● Exercise description
Using the data below, copy every line that contains the word "with".

● Source data
//! Query parameter encoding.
//!
//! - [`Encode`]
//! - [`Encoded`]
use bytes::Bytes;

use crate::{
    Error, Result,
    postgres::{Oid, PgFormat, PgType, oid},
};

/// Value that can be bound as a query parameter.
pub trait Encode {
    /// Encode self into a parameter value.
    fn encode(self) -> Encoded;
}

/// Encoded query parameter.
///
/// Strings are sent in text format with an unspecified type, the server infers the type from the
/// statement, so a string can be bound to any column type. Other values are sent in binary format
/// with their type oid.
#[derive(Clone, PartialEq, Eq)]
pub struct Encoded {
    value: Option<Bytes>,
    oid: Oid,
    format: PgFormat,
}

impl Encoded {
    /// Binary value of type `oid`.
    pub fn binary(value: impl Into<Bytes>, oid: Oid) -> Encoded {
        Self { value: Some(value.into()), oid, format: PgFormat::Binary }
    }

    /// Text value of type `oid`, zero leaves the type to the server.
    pub fn text(value: impl Into<Bytes>, oid: Oid) -> Encoded {
        Self { value: Some(value.into()), oid, format: PgFormat::Text }
    }

    /// `NULL` of type `oid`.
    pub fn null(oid: Oid) -> Encoded {
        Self { value: None, oid, format: PgFormat::Binary }
    }

    pub fn oid(&self) -> Oid {
        self.oid
    }

    pub fn format(&self) -> PgFormat {
        self.format
    }

    pub fn value(&self) -> Option<&Bytes> {
        self.value.as_ref()
    }

    pub fn is_null(&self) -> bool {
        self.value.is_none()
    }

    /// Convert the value to the parameter type the server reported for a prepared statement.
    ///
    /// Integers and floats widen, `NULL` and text values adopt the target type. Anything else
    /// must already match.
    pub fn coerce(self, target: Oid) -> Result<Encoded> {
        if target == 0 || target == self.oid || self.format == PgFormat::Text {
            return Ok(Self { oid: if target == 0 { self.oid } else { target }, ..self });
        }
        let Some(value) = self.value.as_deref() else {
            return Ok(Encoded::null(target));
        };

        let widened = match (self.oid, target) {
            (oid::INT2, oid::INT4) => i32::from(i16_be(value)?).to_be_bytes().to_vec(),
            (oid::INT2, oid::INT8) => i64::from(i16_be(value)?).to_be_bytes().to_vec(),
            (oid::INT4, oid::INT8) => i64::from(i32_be(value)?).to_be_bytes().to_vec(),
            (oid::FLOAT4, oid::FLOAT8) => {
                let be = value.try_into().map_err(|_| Error::config("malformed float4 parameter"))?;
                f64::from(f32::from_be_bytes(be)).to_be_bytes().to_vec()
            }
            (from, to) => {
                return Err(Error::config(format!("parameter of type oid {from} cannot bind to type oid {to}")));
            }
        };

        Ok(Encoded::binary(widened, target))
    }
}

fn i16_be(value: &[u8]) -> Result<i16> {
    let be = value.try_into().map_err(|_| Error::config("malformed int2 parameter"))?;
    Ok(i16::from_be_bytes(be))
}

fn i32_be(value: &[u8]) -> Result<i32> {
    let be = value.try_into().map_err(|_| Error::config("malformed int4 parameter"))?;
    Ok(i32::from_be_bytes(be))
}

impl std::fmt::Debug for Encoded {
    fn fmt(&self, f: &mut std::fmt::Formatter<'_>) -> std::fmt::Result {
        use crate::ext::FmtExt;
        let mut dbg = f.debug_struct("Encoded");
        dbg.field("oid", &self.oid);
        match &self.value {
            Some(v) => dbg.field("value", &v.lossy()),
            None => dbg.field("value", &"NULL"),
        };
        dbg.finish()
    }
}

// ===== Implementations =====

impl Encode for Encoded {
    fn encode(self) -> Encoded {
        self
    }
}

macro_rules! encode_be {
    ($($ty:ty),*) => {$(
        impl Encode for $ty {
            fn encode(self) -> Encoded {
                Encoded::binary(self.to_be_bytes().to_vec(), <$ty as PgType>::OID)
            }
        }
    )*};
}

encode_be!(i16, i32, i64, f32, f64);

impl Encode for bool {
    fn encode(self) -> Encoded {
        Encoded::binary(vec![self as u8], oid::BOOL)
    }
}

impl Encode for &str {
    fn encode(self) -> Encoded {
        Encoded::text(self.to_owned(), 0)
    }
}

impl Encode for String {
    fn encode(self) -> Encoded {
        Encoded::text(self, 0)
    }
}

impl Encode for &String {
    fn encode(self) -> Encoded {
        self.as_str().encode()
    }
}

impl Encode for &[u8] {
    fn encode(self) -> Encoded {
        Encoded::binary(Bytes::copy_from_slice(self), oid::BYTEA)
    }
}

impl Encode for Vec<u8> {
    fn encode(self) -> Encoded {
        Encoded::binary(self, oid::BYTEA)
    }
}

impl Encode for Bytes {
    fn encode(self) -> Encoded {
        Encoded::binary(self, oid::BYTEA)
    }
}

impl<T: PgType + ?Sized> PgType for &T {
    const OID: Oid = T::OID;
}

impl<T: Encode + PgType> Encode for Option<T> {
    fn encode(self) -> Encoded {
        match self {
            Some(value) => value.encode(),
            // text stays unspecified like a non null string
            None if T::OID == oid::TEXT => Encoded::null(0),
            None => Encoded::null(T::OID),
        }
    }
}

● Your solution
/// Strings are sent in text format with an unspecified type, the server infers the type from the
/// with their type oid.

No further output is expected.